Efficient Eigenvector Calculation method

The carbon and climate models both use about 40 ocean layers (x2 oceans for climate model). If using a simple integration method, the timestep would have to be quite small (e.g. 1 month) in order that the fluxes are much smaller than the box contents, and so the calculation over hundreds of years is rather slow. Therefore in order to get an instant response in the plots as the parameters are dragged by the mouse, a more efficient matrix-eigenvector method has been applied.

For examples see:

  • Carbon Module
  • Climate Module

    Note also:

  • How does JCM work so fast?:

    Features of this method

    :
  • An exact analytical solution
  • The only approximation is that the change in non-linear fluxes is linear within one timestep.
  • The timestep can be any size (depending on input data and plot resolution)
  • The ramp function must be iterated when a non-linear flux is a function of box contents.
  • Only matrix cells needed for data output or non-linear input are calculated.
  • Usually more efficient than pulse response function especially with many timesteps.
  • Unlike PRF, preserves knowledge of all box contents (needed for thermal expansion or depth profiles etc.)

    The eigenvectors only need to be recalculated when you change a parameter that alters the linear fluxes (such as internal mixing rates), not when the external emissions change.


    Eigenvectors, inverses, etc. are calculated using the convenient Java Matrix Package ("JAMA"), which was developed at MIT, and has simply been bolted onto Java Climate Model.
  • See: http://math.nist.gov/javanumerics/jama/


    Mathematical Principle

    Differential equation

    Start with a simple differential equation:

    dq/dt = -λq + x

    If x changes linearly from xt to xt+dt, it can be shown that:

    qt+dt = prop qt + step xt + ramp (xt+dt - xt)

    Where:
    prop = e-λdt
    step = (1 - prop)/λ
    ramp = (dt - step)/(λ.dt)


    System of boxes (n equations)

    A system of n boxes with diffusive fluxes between them, plus extra non-linear inputs, can be written as:

    dQ/dt = R Q + X

    Where Q is the vector of box contents, R is an nxn matrix for the fluxes, and X is the vector of extra inputs.

    We can diagonalise R:

    R = S diag(E) S-1

    Where S is the matrix of eigenvectors, and diag(E) the diagonal matrix of eigenvalues.

    Premultiplying all by S-1 gives:

    d/dt(S-1Q) = diag(E) (S-1Q) + S-1X

    S-1Q and S-1X are just vectors, with each element of S-1Q multiplied by just one eigenvalue, so this is just like n simple differential equations as above, with diag(E) providing the λ terms

    Now, if we have a lot of equal timesteps, we only need to calculate the n prop, step and ramp functions once, at the beginning.

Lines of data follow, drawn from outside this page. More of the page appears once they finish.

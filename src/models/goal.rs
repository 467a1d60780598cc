//! Savings goal model

use chrono::{DateTime, Datelike, NaiveDate, Utc};
use serde::{Deserialize, Serialize};
use std::fmt;

use super::ids::GoalId;
use super::money::Money;

/// A savings goal with a target amount and optional deadline
#[derive(Debug, Clone, Serialize, Deserialize)]
pub struct Goal {
    pub id: GoalId,

    pub name: String,

    pub target_amount: Money,

    /// Amount saved so far
    #[serde(default)]
    pub current_amount: Money,

    pub currency: String,

    #[serde(default)]
    pub target_date: Option<NaiveDate>,

    #[serde(default)]
    pub notes: String,

    pub created_at: DateTime<Utc>,
    pub updated_at: DateTime<Utc>,
}

impl Goal {
    pub fn new(name: impl Into<String>, target_amount: Money, currency: impl Into<String>) -> Self {
        let now = Utc::now();
        Self {
            id: GoalId::new(),
            name: name.into().trim().to_string(),
            target_amount,
            current_amount: Money::zero(),
            currency: currency.into().trim().to_uppercase(),
            target_date: None,
            notes: String::new(),
            created_at: now,
            updated_at: now,
        }
    }

    pub fn with_target_date(mut self, date: NaiveDate) -> Self {
        self.target_date = Some(date);
        self
    }

    /// Add (or with a negative amount, withdraw) savings
    pub fn contribute(&mut self, amount: Money) {
        self.current_amount += amount;
        self.updated_at = Utc::now();
    }

    pub fn set_current(&mut self, amount: Money) {
        self.current_amount = amount;
        self.updated_at = Utc::now();
    }

    /// Progress toward the target, 0 to 100
    pub fn progress_percent(&self) -> f64 {
        if !self.target_amount.is_positive() {
            return 100.0;
        }
        let pct = self.current_amount.cents() as f64 / self.target_amount.cents() as f64 * 100.0;
        pct.clamp(0.0, 100.0)
    }

    /// Amount still needed (never negative)
    pub fn remaining(&self) -> Money {
        let remaining = self.target_amount - self.current_amount;
        if remaining.is_negative() {
            Money::zero()
        } else {
            remaining
        }
    }

    pub fn is_complete(&self) -> bool {
        self.current_amount >= self.target_amount
    }

    /// Amount to save per month to hit the target date
    ///
    /// Counts the current month, so a deadline this month asks for the whole
    /// remainder. None without a target date.
    pub fn monthly_contribution_needed(&self, as_of: NaiveDate) -> Option<Money> {
        let target = self.target_date?;
        let remaining = self.remaining();
        if remaining.is_zero() {
            return Some(Money::zero());
        }

        let months = (target.year() - as_of.year()) * 12 + target.month() as i32
            - as_of.month() as i32
            + 1;
        if months <= 1 {
            return Some(remaining);
        }

        let per_month = (remaining.cents() + months as i64 - 1) / months as i64;
        Some(Money::from_cents(per_month))
    }

    pub fn validate(&self) -> Result<(), GoalValidationError> {
        if self.name.is_empty() {
            return Err(GoalValidationError::EmptyName);
        }
        if !self.target_amount.is_positive() {
            return Err(GoalValidationError::NonPositiveTarget);
        }
        Ok(())
    }
}

impl fmt::Display for Goal {
    fn fmt(&self, f: &mut fmt::Formatter<'_>) -> fmt::Result {
        write!(
            f,
            "{}: {} of {} ({:.0}%)",
            self.name,
            self.current_amount,
            self.target_amount.format_with_code(&self.currency),
            self.progress_percent()
        )
    }
}

/// Validation errors for goals
#[derive(Debug, Clone, PartialEq, Eq)]
pub enum GoalValidationError {
    EmptyName,
    NonPositiveTarget,
}

impl fmt::Display for GoalValidationError {
    fn fmt(&self, f: &mut fmt::Formatter<'_>) -> fmt::Result {
        match self {
            Self::EmptyName => write!(f, "Goal name cannot be empty"),
            Self::NonPositiveTarget => write!(f, "Goal target must be positive"),
        }
    }
}

impl std::error::Error for GoalValidationError {}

    If we preserve the state information in the form S-1Q, then the diffusion for each timestep is given just by multiplying each element by it's prop function.

    To add the step and ramp functions for extra inputs, we need to calculate S-1X, but if we have only y boxes with non-linear inputs (for example due to carbonate chemistry at the surface of an upwelling-diffusion ocean), we only have to multiply out y columns of the nxn matrix S-1 (which we can also premultiply by the step and ramp functions just once at the beginning).

    To plot a result, we also need to convert S-1Q back to Q by premultiplying with S, but if we are plotting only z elements of Q (for example, the contents of the surface layer), we only have to multiply z rows of the nxn matrix S.

    So if there are t timesteps, we have altogether
    t*n*(1+2*y+z) multiplications
    (the 2 is for step + ramp functions)

    (Note that if (1+2*y+z)>n, it might be quicker preserving the state in Q rather than S-1Q).


    Iteration

    If the X are not just external inputs, but are also dependent on the contents of the box (as with the carbonate chemistry), then we have to iterate. A good first guess is usually that the change in X is the same as in the previous timestep. This can still be fast and accurate, providing the assumption that X changes linearly within one timestep is reasonable.

    If X is a non-linear function of box contents, it helps to separate out an arbitrary linear part of X and include this within R, so that the remaining non-linear perturbation is as small as possible.


    Compare with PRF

    Note that (im)pulse response functions are derived from the same principle: an exact PRF for a linear system is derived from the n prop functions as above. The difference lies the way of adding it up:

    With PRFs, the fate of each input (Xt) from every timestep must be calculated seperately for all subsequent timesteps. So if there are n boxes and t timesteps, then we have altogether n * t2 /2 multiplications.

    So this method seems to be slower, so long as t > 8!
    (note for comparison y and z must be 1, since PRF can only cope with input and output in one box).